Collected data entries:
· · · · ·

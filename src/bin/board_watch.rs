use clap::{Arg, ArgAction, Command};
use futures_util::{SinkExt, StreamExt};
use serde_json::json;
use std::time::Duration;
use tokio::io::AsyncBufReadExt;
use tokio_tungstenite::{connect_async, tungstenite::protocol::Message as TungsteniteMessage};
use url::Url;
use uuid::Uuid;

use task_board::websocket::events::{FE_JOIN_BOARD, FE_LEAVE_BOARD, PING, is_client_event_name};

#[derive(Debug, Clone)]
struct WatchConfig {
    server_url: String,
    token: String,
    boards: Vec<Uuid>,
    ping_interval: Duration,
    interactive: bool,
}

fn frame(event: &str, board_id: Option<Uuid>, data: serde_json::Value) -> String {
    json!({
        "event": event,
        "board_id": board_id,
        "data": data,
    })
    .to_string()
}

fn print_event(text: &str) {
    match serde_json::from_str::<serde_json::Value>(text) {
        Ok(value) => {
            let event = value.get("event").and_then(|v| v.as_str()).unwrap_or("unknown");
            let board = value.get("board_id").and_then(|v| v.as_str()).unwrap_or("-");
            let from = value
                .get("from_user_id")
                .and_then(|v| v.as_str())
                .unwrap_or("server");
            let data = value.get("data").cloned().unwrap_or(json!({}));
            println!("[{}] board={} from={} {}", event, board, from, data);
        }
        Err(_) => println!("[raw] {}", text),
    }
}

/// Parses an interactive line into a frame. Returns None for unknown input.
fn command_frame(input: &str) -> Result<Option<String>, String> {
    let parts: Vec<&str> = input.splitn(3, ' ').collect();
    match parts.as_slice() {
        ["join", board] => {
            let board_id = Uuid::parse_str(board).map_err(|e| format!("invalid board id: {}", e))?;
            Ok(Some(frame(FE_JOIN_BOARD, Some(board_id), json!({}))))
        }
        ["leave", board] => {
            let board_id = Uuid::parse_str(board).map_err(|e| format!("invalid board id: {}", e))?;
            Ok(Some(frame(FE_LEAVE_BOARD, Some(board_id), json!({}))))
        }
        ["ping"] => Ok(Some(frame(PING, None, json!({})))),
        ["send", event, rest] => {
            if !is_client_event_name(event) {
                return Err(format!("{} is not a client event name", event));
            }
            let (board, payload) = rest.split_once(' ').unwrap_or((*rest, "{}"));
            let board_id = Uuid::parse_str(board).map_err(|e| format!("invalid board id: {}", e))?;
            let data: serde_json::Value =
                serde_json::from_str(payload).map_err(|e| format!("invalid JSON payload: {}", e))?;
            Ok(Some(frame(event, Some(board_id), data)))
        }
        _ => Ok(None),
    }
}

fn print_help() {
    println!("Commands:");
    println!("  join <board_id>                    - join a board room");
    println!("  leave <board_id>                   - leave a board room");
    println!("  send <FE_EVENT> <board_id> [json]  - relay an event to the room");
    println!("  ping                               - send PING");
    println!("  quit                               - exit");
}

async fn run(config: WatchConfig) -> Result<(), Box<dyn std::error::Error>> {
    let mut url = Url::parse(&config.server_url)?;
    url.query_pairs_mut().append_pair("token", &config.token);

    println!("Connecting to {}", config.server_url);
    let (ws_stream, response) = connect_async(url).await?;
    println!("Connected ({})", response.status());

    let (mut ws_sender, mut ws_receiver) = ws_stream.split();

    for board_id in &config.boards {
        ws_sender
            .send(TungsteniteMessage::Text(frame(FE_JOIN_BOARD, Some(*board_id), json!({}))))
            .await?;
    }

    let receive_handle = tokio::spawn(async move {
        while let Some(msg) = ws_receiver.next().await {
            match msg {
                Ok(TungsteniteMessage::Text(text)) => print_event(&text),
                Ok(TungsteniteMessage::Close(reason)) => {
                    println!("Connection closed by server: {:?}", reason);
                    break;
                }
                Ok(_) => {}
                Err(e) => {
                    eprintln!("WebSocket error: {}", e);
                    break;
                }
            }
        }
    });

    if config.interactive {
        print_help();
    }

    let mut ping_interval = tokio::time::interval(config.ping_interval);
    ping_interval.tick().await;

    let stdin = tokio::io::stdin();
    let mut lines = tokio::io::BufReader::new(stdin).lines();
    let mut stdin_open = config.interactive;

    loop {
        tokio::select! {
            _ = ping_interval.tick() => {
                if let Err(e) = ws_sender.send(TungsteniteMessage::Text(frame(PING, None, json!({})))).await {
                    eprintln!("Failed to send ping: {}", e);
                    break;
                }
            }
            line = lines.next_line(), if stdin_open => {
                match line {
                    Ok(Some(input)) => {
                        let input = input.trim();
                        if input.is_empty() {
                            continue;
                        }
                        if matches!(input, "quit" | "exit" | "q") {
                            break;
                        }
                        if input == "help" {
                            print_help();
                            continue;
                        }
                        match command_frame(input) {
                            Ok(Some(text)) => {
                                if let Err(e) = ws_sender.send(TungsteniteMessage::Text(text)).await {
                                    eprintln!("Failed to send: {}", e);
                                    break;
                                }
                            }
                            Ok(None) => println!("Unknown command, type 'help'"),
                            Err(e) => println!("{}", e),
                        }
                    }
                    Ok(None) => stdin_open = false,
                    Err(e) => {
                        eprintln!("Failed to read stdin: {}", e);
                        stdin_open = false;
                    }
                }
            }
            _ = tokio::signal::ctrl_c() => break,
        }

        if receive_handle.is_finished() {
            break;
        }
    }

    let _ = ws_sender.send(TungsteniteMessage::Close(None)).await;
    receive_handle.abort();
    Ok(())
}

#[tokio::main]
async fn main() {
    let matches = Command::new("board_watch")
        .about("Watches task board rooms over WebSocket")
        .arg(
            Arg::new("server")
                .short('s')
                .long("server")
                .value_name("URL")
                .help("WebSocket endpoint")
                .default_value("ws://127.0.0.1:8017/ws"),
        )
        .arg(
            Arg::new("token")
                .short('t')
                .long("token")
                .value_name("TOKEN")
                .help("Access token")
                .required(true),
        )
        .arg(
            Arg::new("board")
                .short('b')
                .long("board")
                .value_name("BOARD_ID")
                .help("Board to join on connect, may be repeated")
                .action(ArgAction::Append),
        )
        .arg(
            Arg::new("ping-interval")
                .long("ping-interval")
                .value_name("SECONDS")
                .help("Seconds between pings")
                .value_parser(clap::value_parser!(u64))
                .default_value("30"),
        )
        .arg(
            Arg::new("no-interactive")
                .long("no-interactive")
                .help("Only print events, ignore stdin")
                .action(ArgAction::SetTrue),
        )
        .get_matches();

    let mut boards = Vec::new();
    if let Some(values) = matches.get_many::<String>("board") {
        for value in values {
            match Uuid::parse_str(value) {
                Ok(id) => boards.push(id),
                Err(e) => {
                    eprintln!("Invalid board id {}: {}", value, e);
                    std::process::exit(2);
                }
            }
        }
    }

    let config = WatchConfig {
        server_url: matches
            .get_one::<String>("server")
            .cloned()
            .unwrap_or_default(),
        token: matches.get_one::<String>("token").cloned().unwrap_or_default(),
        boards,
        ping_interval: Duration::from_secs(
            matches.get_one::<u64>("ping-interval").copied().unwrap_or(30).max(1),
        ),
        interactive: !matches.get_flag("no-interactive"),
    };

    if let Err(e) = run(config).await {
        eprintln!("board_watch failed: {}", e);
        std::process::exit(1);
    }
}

· · · · ·

Copy every entry exactly, leaving nothing out.

Your response =
filename src/bin/board_watch.rs
use clap::{Arg, ArgAction, Command};
use futures_util::{SinkExt, StreamExt};
use serde_json::json;
use std::time::Duration;
use tokio::io::AsyncBufReadExt;
use tokio_tungstenite::{connect_async, tungstenite::protocol::Message as TungsteniteMessage};
use url::Url;
use uuid::Uuid;

use task_board::websocket::events::{FE_JOIN_BOARD, FE_LEAVE_BOARD, PING, is_client_event_name};

#[derive(Debug, Clone)]
struct WatchConfig {
    server_url: String,
    token: String,
    boards: Vec<Uuid>,
    ping_interval: Duration,
    interactive: bool,
}

fn frame(event: &str, board_id: Option<Uuid>, data: serde_json::Value) -> String {
    json!({
        "event": event,
        "board_id": board_id,
        "data": data,
    })
    .to_string()
}

fn print_event(text: &str) {
    match serde_json::from_str::<serde_json::Value>(text) {
        Ok(value) => {
            let event = value.get("event").and_then(|v| v.as_str()).unwrap_or("unknown");
            let board = value.get("board_id").and_then(|v| v.as_str()).unwrap_or("-");
            let from = value
                .get("from_user_id")
                .and_then(|v| v.as_str())
                .unwrap_or("server");
            let data = value.get("data").cloned().unwrap_or(json!({}));
            println!("[{}] board={} from={} {}", event, board, from, data);
        }
        Err(_) => println!("[raw] {}", text),
    }
}

/// Parses an interactive line into a frame. Returns None for unknown input.
fn command_frame(input: &str) -> Result<Option<String>, String> {
    let parts: Vec<&str> = input.splitn(3, ' ').collect();
    match parts.as_slice() {
        ["join", board] => {
            let board_id = Uuid::parse_str(board).map_err(|e| format!("invalid board id: {}", e))?;
            Ok(Some(frame(FE_JOIN_BOARD, Some(board_id), json!({}))))
        }
        ["leave", board] => {
            let board_id = Uuid::parse_str(board).map_err(|e| format!("invalid board id: {}", e))?;
            Ok(Some(frame(FE_LEAVE_BOARD, Some(board_id), json!({}))))
        }
        ["ping"] => Ok(Some(frame(PING, None, json!({})))),
        ["send", event, rest] => {
            if !is_client_event_name(event) {
                return Err(format!("{} is not a client event name", event));
            }
            let (board, payload) = rest.split_once(' ').unwrap_or((*rest, "{}"));
            let board_id = Uuid::parse_str(board).map_err(|e| format!("invalid board id: {}", e))?;
            let data: serde_json::Value =
                serde_json::from_str(payload).map_err(|e| format!("invalid JSON payload: {}", e))?;
            Ok(Some(frame(event, Some(board_id), data)))
        }
        _ => Ok(None),
    }
}

fn print_help() {
    println!("Commands:");
    println!("  join <board_id>                    - join a board room");
    println!("  leave <board_id>                   - leave a board room");
    println!("  send <FE_EVENT> <board_id> [json]  - relay an event to the room");
    println!("  ping                               - send PING");
    println!("  quit                               - exit");
}

async fn run(config: WatchConfig) -> Result<(), Box<dyn std::error::Error>> {
    let mut url = Url::parse(&config.server_url)?;
    url.query_pairs_mut().append_pair("token", &config.token);

    println!("Connecting to {}", config.server_url);
    let (ws_stream, response) = connect_async(url).await?;
    println!("Connected ({})", response.status());

    let (mut ws_sender, mut ws_receiver) = ws_stream.split();

    for board_id in &config.boards {
        ws_sender
            .send(TungsteniteMessage::Text(frame(FE_JOIN_BOARD, Some(*board_id), json!({}))))
            .await?;
    }

    let receive_handle = tokio::spawn(async move {
        while let Some(msg) = ws_receiver.next().await {
            match msg {
                Ok(TungsteniteMessage::Text(text)) => print_event(&text),
                Ok(TungsteniteMessage::Close(reason)) => {
                    println!("Connection closed by server: {:?}", reason);
                    break;
                }
                Ok(_) => {}
                Err(e) => {
                    eprintln!("WebSocket error: {}", e);
                    break;
                }
            }
        }
    });

    if config.interactive {
        print_help();
    }

    let mut ping_interval = tokio::time::interval(config.ping_interval);
    ping_interval.tick().await;

    let stdin = tokio::io::stdin();
    let mut lines = tokio::io::BufReader::new(stdin).lines();
    let mut stdin_open = config.interactive;

    loop {
        tokio::select! {
            _ = ping_interval.tick() => {
                if let Err(e) = ws_sender.send(TungsteniteMessage::Text(frame(PING, None, json!({})))).await {
                    eprintln!("Failed to send ping: {}", e);
                    break;
                }
            }
            line = lines.next_line(), if stdin_open => {
                match line {
                    Ok(Some(input)) => {
                        let input = input.trim();
                        if input.is_empty() {
                            continue;
                        }
                        if matches!(input, "quit" | "exit" | "q") {
                            break;
                        }
                        if input == "help" {
                            print_help();
                            continue;
                        }
                        match command_frame(input) {
                            Ok(Some(text)) => {
                                if let Err(e) = ws_sender.send(TungsteniteMessage::Text(text)).await {
                                    eprintln!("Failed to send: {}", e);
                                    break;
                                }
                            }
                            Ok(None) => println!("Unknown command, type 'help'"),
                            Err(e) => println!("{}", e),
                        }
                    }
                    Ok(None) => stdin_open = false,
                    Err(e) => {
                        eprintln!("Failed to read stdin: {}", e);
                        stdin_open = false;
                    }
                }
            }
            _ = tokio::signal::ctrl_c() => break,
        }

        if receive_handle.is_finished() {
            break;
        }
    }

    let _ = ws_sender.send(TungsteniteMessage::Close(None)).await;
    receive_handle.abort();
    Ok(())
}

#[tokio::main]
async fn main() {
    let matches = Command::new("board_watch")
        .about("Watches task board rooms over WebSocket")
        .arg(
            Arg::new("server")
                .short('s')
                .long("server")
                .value_name("URL")
                .help("WebSocket endpoint")
                .default_value("ws://127.0.0.1:8017/ws"),
        )
        .arg(
            Arg::new("token")
                .short('t')
                .long("token")
                .value_name("TOKEN")
                .help("Access token")
                .required(true),
        )
        .arg(
            Arg::new("board")
                .short('b')
                .long("board")
                .value_name("BOARD_ID")
                .help("Board to join on connect, may be repeated")
                .action(ArgAction::Append),
        )
        .arg(
            Arg::new("ping-interval")
                .long("ping-interval")
                .value_name("SECONDS")
                .help("Seconds between pings")
                .value_parser(clap::value_parser!(u64))
                .default_value("30"),
        )
        .arg(
            Arg::new("no-interactive")
                .long("no-interactive")
                .help("Only print events, ignore stdin")
                .action(ArgAction::SetTrue),
        )
        .get_matches();

    let mut boards = Vec::new();
    if let Some(values) = matches.get_many::<String>("board") {
        for value in values {
            match Uuid::parse_str(value) {
                Ok(id) => boards.push(id),
                Err(e) => {
                    eprintln!("Invalid board id {}: {}", value, e);
                    std::process::exit(2);
                }
            }
        }
    }

    let config = WatchConfig {
        server_url: matches
            .get_one::<String>("server")
            .cloned()
            .unwrap_or_default(),
        token: matches.get_one::<String>("token").cloned().unwrap_or_default(),
        boards,
        ping_interval: Duration::from_secs(
            matches.get_one::<u64>("ping-interval").copied().unwrap_or(30).max(1),
        ),
        interactive: !matches.get_flag("no-interactive"),
    };

    if let Err(e) = run(config).await {
        eprintln!("board_watch failed: {}", e);
        std::process::exit(1);
    }
}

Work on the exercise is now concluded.